La cucina è grande, spaziosa, con un largo tavolo di legno, grezzo nella fattura, segnato da un uso prolungato, ma dalla solida apparenza. La donna fa accomodare la bambina, le chiede cosa preferisce per colazione, le versa un bicchiere d'acqua.

La bambina beve, ancora troppo intimorita per esprimersi. L'acqua ha un sapore tagliente, con un retrogusto quasi frizzante.

«Buona.»

La donna le versa un altro bicchiere. Poi torna ad insistere: «Allora?» ed al persistere dell'esitazione della bambina, per darle ispirazione, enumera latte, tè, orzo, yogurt.

La lista viene interrotta dal sopraggiungere di nuove persone, i cui discorsi sui piani culinari del pranzo naufragano con il trovarsi davanti la nuova ospite, risolvendosi in una confusione di domande e commenti che la bambina non riesce a seguire, dai quali si sente travolgere.

«Lasciatela in pace.» la voce maschile è imperativa, pacata, inconfondibile. Si fa subito silenzio, le ultime arrivate tornano a quello che avevano interrotto.

«Avevo chiesto di farla visitare prima di colazione.»

La donna troppo magra china lo sguardo. «L'ho dimenticato.»

«Mi fa piacere vederti in piedi.»

I due si scambiano un sorriso che la bambina, con il suo sguardo intensamente fisso sul bicchiere nuovamente vuoto davanti a sé, non può vedere, anche se nella voce dell'uomo si può sentire una nota diversa.

«Grazie.»

«Te la riporto subito.
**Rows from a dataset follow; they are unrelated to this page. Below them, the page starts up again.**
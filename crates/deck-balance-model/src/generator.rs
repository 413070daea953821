// Copyright (c) 2025 Felix Kahle.
//
// Permission is hereby granted, free of charge, to any person obtaining
// a copy of this software and associated documentation files (the
// "Software"), to deal in the Software without restriction, including
// without limitation the rights to use, copy, modify, merge, publish,
// distribute, sublicense, and/or sell copies of the Software, and to
// permit persons to whom the Software is furnished to do so, subject to
// the following conditions:
//
// The above copyright notice and this permission notice shall be
// included in all copies or substantial portions of the Software.
//
// THE SOFTWARE IS PROVIDED "AS IS", WITHOUT WARRANTY OF ANY KIND,
// EXPRESS OR IMPLIED, INCLUDING BUT NOT LIMITED TO THE WARRANTIES OF
// MERCHANTABILITY, FITNESS FOR A PARTICULAR PURPOSE AND
// NONINFRINGEMENT. IN NO EVENT SHALL THE AUTHORS OR COPYRIGHT HOLDERS BE
// LIABLE FOR ANY CLAIM, DAMAGES OR OTHER LIABILITY, WHETHER IN AN ACTION
// OF CONTRACT, TORT OR OTHERWISE, ARISING FROM, OUT OF OR IN CONNECTION
// WITH THE SOFTWARE OR THE USE OR OTHER DEALINGS IN THE SOFTWARE.

use crate::{container::Container, id::ContainerId};
use deck_balance_core::{BalanceVariable, weight::Weight};
use rand::{SeedableRng, rngs::SmallRng};
use rand_distr::{Distribution, Uniform, uniform::SampleUniform};
use std::fmt::Display;

/// Configuration for random manifest generation.
///
/// Weight bounds default to the 1,000 to 50,000 unit range the intake
/// form enforces.
#[derive(Debug, Clone, Copy, PartialEq)]
pub struct ManifestGenConfig<W = f64>
where
    W: BalanceVariable,
{
    amount: usize,
    min_weight: Weight<W>,
    max_weight: Weight<W>,
    seed: u64,
}

#[derive(Debug, Clone, Copy, PartialEq)]
pub struct WeightRangeError<W: BalanceVariable> {
    min: Weight<W>,
    max: Weight<W>,
}

impl<W: BalanceVariable> WeightRangeError<W> {
    #[inline]
    pub fn new(min: Weight<W>, max: Weight<W>) -> Self {
        Self { min, max }
    }

    #[inline]
    pub fn min(&self) -> Weight<W> {
        self.min
    }

    #[inline]
    pub fn max(&self) -> Weight<W> {
        self.max
    }
}

impl<W: BalanceVariable> Display for WeightRangeError<W> {
    fn fmt(&self, f: &mut std::fmt::Formatter<'_>) -> std::fmt::Result {
        write!(
            f,
            "Invalid weight range [{}, {}]: bounds must be loadable and ordered",
            self.min.value(),
            self.max.value()
        )
    }
}

impl<W: BalanceVariable> std::error::Error for WeightRangeError<W> {}

impl<W: BalanceVariable> ManifestGenConfig<W> {
    pub fn new(
        amount: usize,
        min_weight: Weight<W>,
        max_weight: Weight<W>,
        seed: u64,
    ) -> Result<Self, WeightRangeError<W>> {
        if !min_weight.is_loadable() || !max_weight.is_loadable() || max_weight < min_weight {
            return Err(WeightRangeError::new(min_weight, max_weight));
        }
        Ok(Self {
            amount,
            min_weight,
            max_weight,
            seed,
        })
    }

    #[inline]
    pub fn amount(&self) -> usize {
        self.amount
    }

    #[inline]
    pub fn min_weight(&self) -> Weight<W> {
        self.min_weight
    }

    #[inline]
    pub fn max_weight(&self) -> Weight<W> {
        self.max_weight
    }

    #[inline]
    pub fn seed(&self) -> u64 {
        self.seed
    }
}

impl<W: BalanceVariable> Default for ManifestGenConfig<W> {
    fn default() -> Self {
        Self {
            amount: 20,
            min_weight: Weight::new(W::from_f64(1_000.0).expect("bound fits weight primitive")),
            max_weight: Weight::new(W::from_f64(50_000.0).expect("bound fits weight primitive")),
            seed: 42,
        }
    }
}

/// Seeded random manifest generator for benchmarks and tests.
///
/// Deterministic for a given config: same seed, same manifest.
pub struct ManifestGenerator<W = f64>
where
    W: BalanceVariable + SampleUniform,
{
    config: ManifestGenConfig<W>,
    rng: SmallRng,
    weight_distribution: Uniform<W>,
    next_id: u64,
}

impl<W> From<ManifestGenConfig<W>> for ManifestGenerator<W>
where
    W: BalanceVariable + SampleUniform,
{
    fn from(config: ManifestGenConfig<W>) -> Self {
        Self::new(config)
    }
}

impl<W> ManifestGenerator<W>
where
    W: BalanceVariable + SampleUniform,
{
    pub fn new(config: ManifestGenConfig<W>) -> Self {
        Self {
            weight_distribution: Uniform::new_inclusive(
                config.min_weight().value(),
                config.max_weight().value(),
            )
            .expect("valid [min_weight, max_weight]"),
            rng: SmallRng::seed_from_u64(config.seed()),
            config,
            next_id: 0,
        }
    }

    #[inline]
    fn fresh_id(&mut self) -> ContainerId {
        let id = self.next_id;
        self.next_id += 1;
        ContainerId::new(id)
    }

    /// Produces the next manifest of `amount` containers.
    pub fn generate(&mut self) -> Vec<Container<W>> {
        let mut manifest = Vec::with_capacity(self.config.amount());
        for _ in 0..self.config.amount() {
            let id = self.fresh_id();
            let number = format!("CNT{:04}", id.value() + 1);
            let weight = Weight::new(self.weight_distribution.sample(&mut self.rng).round());
            manifest.push(Container::new(id, number, weight));
        }
        manifest
    }
}

#[cfg(test)]
mod tests {
    use super::*;

    #[test]
    fn test_generator_is_deterministic_per_seed() {
        let config = ManifestGenConfig::<f64>::default();
        let a = ManifestGenerator::new(config).generate();
        let b = ManifestGenerator::new(config).generate();
        assert_eq!(a, b);
    }

    #[test]
    fn test_generator_respects_bounds_and_count() {
        let config =
            ManifestGenConfig::new(50, Weight::new(1_000.0), Weight::new(50_000.0), 7).unwrap();
        let manifest = ManifestGenerator::new(config).generate();
        assert_eq!(manifest.len(), 50);
        for c in &manifest {
            assert!(c.weight().value() >= 1_000.0);
            assert!(c.weight().value() <= 50_000.0);
        }
    }

    #[test]
    fn test_generator_ids_are_unique_and_sequential() {
        let config =
            ManifestGenConfig::new(10, Weight::new(1_000.0), Weight::new(2_000.0), 1).unwrap();
        let manifest = ManifestGenerator::new(config).generate();
        for (i, c) in manifest.iter().enumerate() {
            assert_eq!(c.id(), ContainerId::new(i as u64));
            assert_eq!(c.number(), format!("CNT{:04}", i + 1));
        }
    }

    #[test]
    fn test_config_rejects_inverted_range() {
        let err = ManifestGenConfig::new(5, Weight::new(5_000.0), Weight::new(1_000.0), 0);
        assert!(err.is_err());

        let err = ManifestGenConfig::new(5, Weight::new(0.0), Weight::new(1_000.0), 0);
        assert!(err.is_err());
    }
}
Andiamo.» l'uomo poggia una mano sulla spalla della bambina, la sente irrigidirsi ulteriormente.

«L'accompagno io, non ti preoccupare.» interviene la donna.
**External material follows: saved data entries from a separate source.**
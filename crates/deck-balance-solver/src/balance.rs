// Copyright (c) 2025 Felix Kahle.
//
// Permission is hereby granted, free of charge, to any person obtaining
// a copy of this software and associated documentation files (the
// "Software"), to deal in the Software without restriction, including
// without limitation the rights to use, copy, modify, merge, publish,
// distribute, sublicense, and/or sell copies of the Software, and to
// permit persons to whom the Software is furnished to do so, subject to
// the following conditions:
//
// The above copyright notice and this permission notice shall be
// included in all copies or substantial portions of the Software.
//
// THE SOFTWARE IS PROVIDED "AS IS", WITHOUT WARRANTY OF ANY KIND,
// EXPRESS OR IMPLIED, INCLUDING BUT NOT LIMITED TO THE WARRANTIES OF
// MERCHANTABILITY, FITNESS FOR A PARTICULAR PURPOSE AND
// NONINFRINGEMENT. IN NO EVENT SHALL THE AUTHORS OR COPYRIGHT HOLDERS BE
// LIABLE FOR ANY CLAIM, DAMAGES OR OTHER LIABILITY, WHETHER IN AN ACTION
// OF CONTRACT, TORT OR OTHERWISE, ARISING FROM, OUT OF OR IN CONNECTION
// WITH THE SOFTWARE OR THE USE OR OTHER DEALINGS IN THE SOFTWARE.

use deck_balance_core::{BalanceVariable, grid::Side, weight::Weight};

/// Running port/starboard weight totals of an in-progress run.
#[derive(Debug, Clone, Copy, PartialEq)]
pub struct BalanceAccumulator<W = f64>
where
    W: BalanceVariable,
{
    port: Weight<W>,
    starboard: Weight<W>,
}

impl<W: BalanceVariable> Default for BalanceAccumulator<W> {
    fn default() -> Self {
        Self::new()
    }
}

impl<W: BalanceVariable> BalanceAccumulator<W> {
    #[inline]
    pub fn new() -> Self {
        Self {
            port: Weight::zero(),
            starboard: Weight::zero(),
        }
    }

    #[inline]
    pub fn port(&self) -> Weight<W> {
        self.port
    }

    #[inline]
    pub fn starboard(&self) -> Weight<W> {
        self.starboard
    }

    #[inline]
    pub fn total(&self) -> Weight<W> {
        self.port + self.starboard
    }

    #[inline]
    pub fn add(&mut self, side: Side, weight: Weight<W>) {
        match side {
            Side::Port => self.port += weight,
            Side::Starboard => self.starboard += weight,
        }
    }

    /// Side totals as they would look with `weight` added to `side`,
    /// without committing anything.
    #[inline]
    pub fn with_added(&self, side: Side, weight: Weight<W>) -> (Weight<W>, Weight<W>) {
        match side {
            Side::Port => (self.port + weight, self.starboard),
            Side::Starboard => (self.port, self.starboard + weight),
        }
    }
}

#[cfg(test)]
mod tests {
    use super::*;

    #[test]
    fn test_accumulator_tracks_sides() {
        let mut acc = BalanceAccumulator::new();
        acc.add(Side::Port, Weight::new(3_000.0));
        acc.add(Side::Starboard, Weight::new(1_000.0));
        acc.add(Side::Port, Weight::new(500.0));

        assert_eq!(acc.port().value(), 3_500.0);
        assert_eq!(acc.starboard().value(), 1_000.0);
        assert_eq!(acc.total().value(), 4_500.0);
    }

    #[test]
    fn test_with_added_does_not_commit() {
        let mut acc = BalanceAccumulator::new();
        acc.add(Side::Port, Weight::new(2_000.0));

        let (p, s) = acc.with_added(Side::Starboard, Weight::new(1_000.0));
        assert_eq!(p.value(), 2_000.0);
        assert_eq!(s.value(), 1_000.0);
        assert_eq!(acc.starboard().value(), 0.0);
    }
}
// Copyright (c) 2025 Felix Kahle.
//
// Permission is hereby granted, free of charge, to any person obtaining
// a copy of this software and associated documentation files (the
// "Software"), to deal in the Software without restriction, including
// without limitation the rights to use, copy, modify, merge, publish,
// distribute, sublicense, and/or sell copies of the Software, and to
// permit persons to whom the Software is furnished to do so, subject to
// the following conditions:
//
// The above copyright notice and this permission notice shall be
// included in all copies or substantial portions of the Software.
//
// THE SOFTWARE IS PROVIDED "AS IS", WITHOUT WARRANTY OF ANY KIND,
// EXPRESS OR IMPLIED, INCLUDING BUT NOT LIMITED TO THE WARRANTIES OF
// MERCHANTABILITY, FITNESS FOR A PARTICULAR PURPOSE AND
// NONINFRINGEMENT. IN NO EVENT SHALL THE AUTHORS OR COPYRIGHT HOLDERS BE
// LIABLE FOR ANY CLAIM, DAMAGES OR OTHER LIABILITY, WHETHER IN AN ACTION
// OF CONTRACT, TORT OR OTHERWISE, ARISING FROM, OUT OF OR IN CONNECTION
// WITH THE SOFTWARE OR THE USE OR OTHER DEALINGS IN THE SOFTWARE.

//! # Deck Balance Model (`deck-balance-model`)
//!
//! Domain model for deck stowage load balancing. It builds on the
//! type-safe primitives of `deck-balance-core` to describe the input
//! manifest, the error taxonomy, and the stowage plan the engine hands
//! back to rendering and reporting collaborators.
//!
//! ## Key Data Structures
//!
//! - **`ContainerId`**: Unique identifier of a cargo container.
//!
//! - **`Container<W>`**: One weighted container: id, display number, and
//!   a positive weight. Immutable once it enters the engine.
//!
//! - **`PlacementError<W>`**: Whole-batch failures. A batch is either
//!   placed completely or rejected completely; there is no partial plan.
//!
//! - **`StowagePlan<W>`**: The sole engine output: occupancy and heat per
//!   slot, the ordered placements, and the derived [`StowageStats`]
//!   (per-side weights, balance ratio, overload flag). Loading
//!   instructions are derived from it on demand.
//!
//! - **`ManifestGenerator`**: Seeded random manifests for benchmarks and
//!   tests, with weights in the observed 1,000 to 50,000 unit range.
//!
//! ## Genericity
//!
//! All weight-carrying structs are generic over the floating point weight
//! primitive `W` (default `f64`), mirroring the numeric genericity of the
//! core crate.
//!
//! [`StowageStats`]: crate::plan::StowageStats

pub mod container;
pub mod err;
pub mod generator;
pub mod id;
pub mod plan;

pub mod prelude {
    pub use crate::container::Container;
    pub use crate::err::{
        CapacityExceededError, ContainerFault, InvalidContainerError, PlacementError,
    };
    pub use crate::generator::{ManifestGenConfig, ManifestGenerator};
    pub use crate::id::ContainerId;
    pub use crate::plan::{Placement, StowInstruction, StowagePlan, StowageStats};
}
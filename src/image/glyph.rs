//! Digit glyph rasterization
//!
//! Digits come from a 5x7 bitmap font scaled up to fill most of the
//! indicator surface height.

/// Bitmap font columns
const FONT_WIDTH: u32 = 5;

/// Bitmap font rows
const FONT_HEIGHT: u32 = 7;

/// Each font cell becomes a SCALE x SCALE block of pixels
pub const SCALE: u32 = 8;

/// Rendered glyph width in pixels
pub const GLYPH_WIDTH: u32 = FONT_WIDTH * SCALE;

/// Rendered glyph height in pixels
pub const GLYPH_HEIGHT: u32 = FONT_HEIGHT * SCALE;

/// Distance from the slot origin to the top of the glyph, centering it
/// vertically on a 120 pixel surface
pub const TOP_INSET: u32 = (120 - GLYPH_HEIGHT) / 2;

/// 5x7 digits, one byte per row, bit 4 is the leftmost column
static DIGITS: [[u8; 7]; 10] = [
    [0x0E, 0x11, 0x13, 0x15, 0x19, 0x11, 0x0E], // 0
    [0x04, 0x0C, 0x04, 0x04, 0x04, 0x04, 0x0E], // 1
    [0x0E, 0x11, 0x01, 0x02, 0x04, 0x08, 0x1F], // 2
    [0x1F, 0x02, 0x04, 0x02, 0x01, 0x11, 0x0E], // 3
    [0x02, 0x06, 0x0A, 0x12, 0x1F, 0x02, 0x02], // 4
    [0x1F, 0x10, 0x1E, 0x01, 0x01, 0x11, 0x0E], // 5
    [0x06, 0x08, 0x10, 0x1E, 0x11, 0x11, 0x0E], // 6
    [0x1F, 0x01, 0x02, 0x04, 0x08, 0x08, 0x08], // 7
    [0x0E, 0x11, 0x11, 0x0E, 0x11, 0x11, 0x0E], // 8
    [0x0E, 0x11, 0x11, 0x0F, 0x01, 0x02, 0x0C], // 9
];

/// Get the bitmap rows for a digit, if it has a glyph
pub fn bitmap(digit: i32) -> Option<&'static [u8; 7]> {
    usize::try_from(digit).ok().and_then(|d| DIGITS.get(d))
}

/// Iterate over the lit pixels of a digit, relative to the slot origin
///
/// Yields nothing for values without a glyph.
pub fn pixels(digit: i32) -> impl Iterator<Item = (u32, u32)> {
    let rows = bitmap(digit);
    (0..GLYPH_HEIGHT)
        .flat_map(|py| (0..GLYPH_WIDTH).map(move |px| (px, py)))
        .filter(move |&(px, py)| {
            rows.is_some_and(|rows| {
                let row = rows[(py / SCALE) as usize];
                let column = px / SCALE;
                row & (1 << (FONT_WIDTH - 1 - column)) != 0
            })
        })
        .map(|(px, py)| (px, py + TOP_INSET))
}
L'uomo si sposta, la bambina si affretta a raggiungere la donna, senza mai sollevare lo sguardo, per timore di incontrare quello dell'uomo, per l'imbarazzo di poter vedere la sua nudità.
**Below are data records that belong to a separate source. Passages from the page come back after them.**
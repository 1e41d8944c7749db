//! Control socket
//!
//! Workspace changes arrive as datagrams on a Unix socket at a fixed
//! path. Each datagram carries the decimal text of a workspace id. There
//! is no framing and nothing is sent back.

use std::fs;
use std::io;
use std::os::unix::net::UnixDatagram;
use std::path::{Path, PathBuf};

use log::{debug, error, info};

use crate::error::{IndicatorError, Result};

/// Largest datagram read in one go, longer ones are truncated
pub const RECV_BUFFER_SIZE: usize = 8192;

/// Parse a workspace id the way C `atoi` does
///
/// Leading whitespace is skipped, an optional sign is accepted, and
/// digits are read up to the first non-digit. Text without digits yields
/// 0. Values beyond the `i32` range saturate.
pub fn parse_workspace_id(payload: &[u8]) -> i32 {
    let mut rest = payload
        .iter()
        .copied()
        .skip_while(|&b| matches!(b, b' ' | b'\t' | b'\n' | 0x0b | 0x0c | b'\r'))
        .peekable();

    let negative = match rest.peek() {
        Some(b'-') => {
            rest.next();
            true
        }
        Some(b'+') => {
            rest.next();
            false
        }
        _ => false,
    };

    let limit = i64::from(i32::MAX) + 1;
    let magnitude = rest
        .take_while(u8::is_ascii_digit)
        .fold(0i64, |acc, b| (acc * 10 + i64::from(b - b'0')).min(limit));

    let value = if negative { -magnitude } else { magnitude };
    value.clamp(i64::from(i32::MIN), i64::from(i32::MAX)) as i32
}

/// Blocking receiver for workspace change notifications
#[derive(Debug)]
pub struct SocketListener {
    socket: UnixDatagram,
    /// Filesystem path to unlink on drop, if we bound one
    path: Option<PathBuf>,
}

impl SocketListener {
    /// Bind to `path`, replacing any stale socket file left there
    pub fn bind(path: impl AsRef<Path>) -> Result<Self> {
        let path = path.as_ref();
        let socket_error = |source: io::Error| IndicatorError::Socket {
            path: path.to_path_buf(),
            source,
        };

        match fs::remove_file(path) {
            Ok(()) => debug!("Removed stale socket {}", path.display()),
            Err(e) if e.kind() == io::ErrorKind::NotFound => {}
            Err(e) => return Err(socket_error(e)),
        }

        let socket = UnixDatagram::bind(path).map_err(socket_error)?;
        info!("Listening for workspace changes on {}", path.display());

        Ok(Self {
            socket,
            path: Some(path.to_path_buf()),
        })
    }

    /// Listen on an already created socket
    pub fn from_socket(socket: UnixDatagram) -> Self {
        Self { socket, path: None }
    }

    pub fn path(&self) -> Option<&Path> {
        self.path.as_deref()
    }

    /// Receive notifications until an empty datagram or a receive error
    ///
    /// `on_workspace` runs to completion for each notification before the
    /// next one is read. Returns the number of notifications handled.
    pub fn listen<F>(&self, mut on_workspace: F) -> usize
    where
        F: FnMut(i32),
    {
        let mut buf = vec![0u8; RECV_BUFFER_SIZE];
        let mut handled = 0;

        loop {
            match self.socket.recv(&mut buf) {
                Ok(0) => {
                    info!("Empty datagram received, stopping");
                    break;
                }
                Ok(len) => {
                    let workspace = parse_workspace_id(&buf[..len]);
                    debug!("Workspace change to {}", workspace);
                    on_workspace(workspace);
                    handled += 1;
                }
                Err(e) => {
                    error!("Receive on control socket failed: {}", e);
                    break;
                }
            }
        }

        handled
    }
}

impl Drop for SocketListener {
    fn drop(&mut self) {
        if let Some(path) = &self.path {
            if let Err(e) = fs::remove_file(path) {
                debug!("Could not remove socket {}: {}", path.display(), e);
            }
        }
    }
}
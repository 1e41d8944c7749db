//! Three-deep workspace history

/// Slot value meaning "no workspace"
pub const UNSET: i32 = -1;

/// The last three workspaces, newest first
#[derive(Debug, Clone, Copy, PartialEq, Eq)]
pub struct History {
    /// Shown at full brightness
    pub current: i32,
    /// Shown dimmed
    pub previous: i32,
    /// Already erased, kept so the next update knows nothing is left of it
    pub previous_previous: i32,
}

impl History {
    pub fn new() -> Self {
        Self {
            current: UNSET,
            previous: UNSET,
            previous_previous: UNSET,
        }
    }

    /// Whether a slot value names a workspace
    pub fn is_set(slot: i32) -> bool {
        slot >= 0
    }

    /// Shift every slot back by one and record `workspace` as current
    pub fn push(&mut self, workspace: i32) {
        self.previous_previous = self.previous;
        self.previous = self.current;
        self.current = workspace;
    }
}

impl Default for History {
    fn default() -> Self {
        Self::new()
    }
}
E mentre si allontanano l'uomo manda loro una raccomandazione: «Di buona Lena.» e nuovamente la bambina può sentire quel tono diverso nella voce, quel tono che non capisce, che non ha nulla di serio, di imperativo, di infastidito.

«Scemo!» è la risposta che la donna si butta dietro le spalle, di nuovo con un sorriso. Ed allo sguardo perplesso, forse persino preoccupato con cui la bambina ha assistito allo scambio, chiarisce: «Lena è il mio nome.»